Vertex submits new supplementary applications for TRIKAFTA, SYMDEKO and KALYDECO for Additional CFTR Mutations
On 1st of September Vertex announced that FDA has accepted three new supplemental applications for TRIKAFTA (elexacaftor / tezacaftor / ivacaftor and ivacaftor), SYMDEKO® (tezacaftor / ivacaftor andivacaftor) and KALYDECO (ivacaftor). These regulatory submissions are intended to expand the labels for TRIKAFTA, SYMDEKO and KALYDECO to include additional rare CFTR mutations, allowing people with cystic fibrosis (CF) not previously eligible for these medicines an opportunity to benefit from treatment that targets the underlying cause of their disease. In addition, these regulatory submissions may also allow certain people with CF who are currently eligible for KALYDECO to become eligible for SYMDEKO or TRIKAFTA and certain people currently eligible for SYMDEKO may become eligible for TRIKAFTA. The FDA has assigned a Prescription Drug User Fee Act (PDUFA) target action date of December 30, 2020.
“We have spent the last 20 years discovering, developing and bringing new medicines to thousands of people with CF, and the regulatory submissions announced today are an important next step in our commitment to bring transformative medicines to everyone living with this disease” said David Altshuler, Executive Vice President, Global Research and Chief Scientific Officer. “Using our well-established in vitro approach, we have been able to generate data providing evidence that people with certain rare mutations could benefit from treating the underlying cause of their disease with CFTR modulators.”

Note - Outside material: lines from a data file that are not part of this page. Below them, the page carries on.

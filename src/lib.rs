//! Lorentz group-equivariant convolution
//!
//! 채널 축이 로렌츠 쌍곡면 위의 점인 특징 맵에 대해 p4 / p4m 군 등변
//! 컨볼루션을 수행합니다.
//!
//! ```no_run
//! use std::sync::Arc;
//! use lorentz_equivariant::{ConvConfig, GroupConv2d, Lorentz};
//!
//! # fn main() -> lorentz_equivariant::Result<()> {
//! let layer = GroupConv2d::new(1, 8, Arc::new(Lorentz::new(1.0)?), ConvConfig::new(3, 16, 3))?;
//! let x = ndarray::Array4::<f32>::from_elem((2, 32, 32, 3), 0.0);
//! let y = layer.forward(&x.view())?;
//! assert_eq!(y.shape(), &[2, 8, 30, 30, 16]);
//! # Ok(())
//! # }
//! ```

pub mod error;
pub mod groups;
pub mod layers;
pub mod manifold;
pub mod ops;

#[cfg(feature = "python")]
mod bindings;

pub use error::{GroupConvError, Result};
pub use groups::{Element, GroupIndexTable, GroupPair};
pub use layers::{
    kaiming_uniform, lorentz_p4m_conv_p4m, lorentz_p4m_conv_z2, ConvConfig, EquivariantLinear,
    GroupConv2d, LinearParams, LorentzFullyConnected, Pair,
};
pub use manifold::{Lorentz, Manifold};
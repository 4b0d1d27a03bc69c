//! p4 / p4m 군 원소의 정수 아핀 표현
//!
//! 원소 `(m, r, u, v)`는 행렬
//! `[[(-1)^m cos, -(-1)^m sin, u], [sin, cos, v], [0, 0, 1]]`
//! 으로 표현됩니다 (각도는 `r * 90°`). p4 원소는 `m = 0`인 경우입니다.

const COS: [i32; 4] = [1, 0, -1, 0];
const SIN: [i32; 4] = [0, 1, 0, -1];

#[derive(Debug, Clone, Copy, PartialEq, Eq, Hash)]
pub struct Element {
    /// 반사 여부 (0 또는 1)
    pub m: u8,
    /// 90도 회전 횟수 (0..4)
    pub r: u8,
    pub u: i32,
    pub v: i32,
}

impl Element {
    pub const IDENTITY: Element = Element { m: 0, r: 0, u: 0, v: 0 };

    pub fn new(m: u8, r: u8, u: i32, v: i32) -> Self {
        Self { m: m % 2, r: r % 4, u, v }
    }

    pub fn rotation(r: u8) -> Self {
        Self::new(0, r, 0, 0)
    }

    pub fn roto_reflection(m: u8, r: u8) -> Self {
        Self::new(m, r, 0, 0)
    }

    fn linear(&self) -> [[i32; 2]; 2] {
        let c = COS[self.r as usize];
        let s = SIN[self.r as usize];
        let sign = if self.m == 1 { -1 } else { 1 };
        [[sign * c, -sign * s], [s, c]]
    }

    fn from_affine(a: [[i32; 2]; 2], t: [i32; 2]) -> Self {
        let det = a[0][0] * a[1][1] - a[0][1] * a[1][0];
        let m = if det < 0 { 1 } else { 0 };
        // 두 번째 행은 반사와 무관하게 (sin, cos)
        let r = match (a[1][0], a[1][1]) {
            (0, 1) => 0,
            (1, 0) => 1,
            (0, -1) => 2,
            (-1, 0) => 3,
            other => unreachable!("non-orthogonal linear part {:?}", other),
        };
        Self { m, r, u: t[0], v: t[1] }
    }

    /// self ∘ other
    pub fn compose(&self, other: &Element) -> Element {
        let a = self.linear();
        let b = other.linear();
        let mut ab = [[0; 2]; 2];
        for i in 0..2 {
            for j in 0..2 {
                ab[i][j] = a[i][0] * b[0][j] + a[i][1] * b[1][j];
            }
        }
        let t = [
            a[0][0] * other.u + a[0][1] * other.v + self.u,
            a[1][0] * other.u + a[1][1] * other.v + self.v,
        ];
        Element::from_affine(ab, t)
    }

    pub fn inverse(&self) -> Element {
        let a = self.linear();
        // 직교 행렬이므로 역행렬은 전치
        let at = [[a[0][0], a[1][0]], [a[0][1], a[1][1]]];
        let t = [
            -(at[0][0] * self.u + at[0][1] * self.v),
            -(at[1][0] * self.u + at[1][1] * self.v),
        ];
        Element::from_affine(at, t)
    }

    /// 평면 위의 점 (u, v)에 작용
    pub fn apply(&self, point: (i32, i32)) -> (i32, i32) {
        let a = self.linear();
        (
            a[0][0] * point.0 + a[0][1] * point.1 + self.u,
            a[1][0] * point.0 + a[1][1] * point.1 + self.v,
        )
    }
}
use thiserror::Error;

/// 그룹 컨볼루션 레이어에서 발생하는 오류
#[derive(Debug, Clone, PartialEq, Error)]
pub enum GroupConvError {
    /// (input, output) 안정자 크기 조합이 지원되지 않음
    #[error("unsupported stabilizer pair ({input}, {output}); expected one of (1,4), (4,4), (1,8), (8,8)")]
    UnsupportedStabilizers { input: usize, output: usize },

    #[error("invalid configuration: {0}")]
    InvalidConfig(String),

    /// 입력 또는 내부 중간 결과의 형상이 기대와 다름
    #[error("shape mismatch in {context}: expected {expected:?}, got {actual:?}")]
    ShapeMismatch {
        context: &'static str,
        expected: Vec<usize>,
        actual: Vec<usize>,
    },

    /// 클램프 이후에도 시간 성분 재스케일의 근호 안 값이 음수이거나 유한하지 않음
    #[error("rescaled time radicand {radicand} is outside the real domain")]
    NumericDomain { radicand: f32 },
}

impl GroupConvError {
    pub fn invalid_config(message: impl Into<String>) -> Self {
        Self::InvalidConfig(message.into())
    }

    pub fn shape_mismatch(context: &'static str, expected: &[usize], actual: &[usize]) -> Self {
        Self::ShapeMismatch {
            context,
            expected: expected.to_vec(),
            actual: actual.to_vec(),
        }
    }

    /// 생성 시점에 드러나는 설정 오류인지 여부
    pub fn is_configuration(&self) -> bool {
        matches!(
            self,
            Self::UnsupportedStabilizers { .. } | Self::InvalidConfig(_)
        )
    }
}

pub type Result<T> = std::result::Result<T, GroupConvError>;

Approximately 600 people in the U.S. who have certain rare CF mutations may benefit from TRIKAFTA, SYMDEKO or KALYDECO for the first time. In addition, more than 1,100 people with CF in the U.S. currently eligible for SYMDEKO or KALYDECO may have the option of an additional CFTR modulator. These sNDAs are based on in vitro data from a validated cell assay model showing that many rare mutations in the CFTR gene are responsive to one or more of Vertex’s medicines. Data generated from this model, along with Phase 3 clinical data, have already led to the inclusion of nearly 30 additional ultra-rare and rare mutations in the U.S. for KALYDECO and SYMDEKO, including the first ever FDA approval based on in vitro data for a KALYDECO label expansion in patients with residual function CFTR mutations.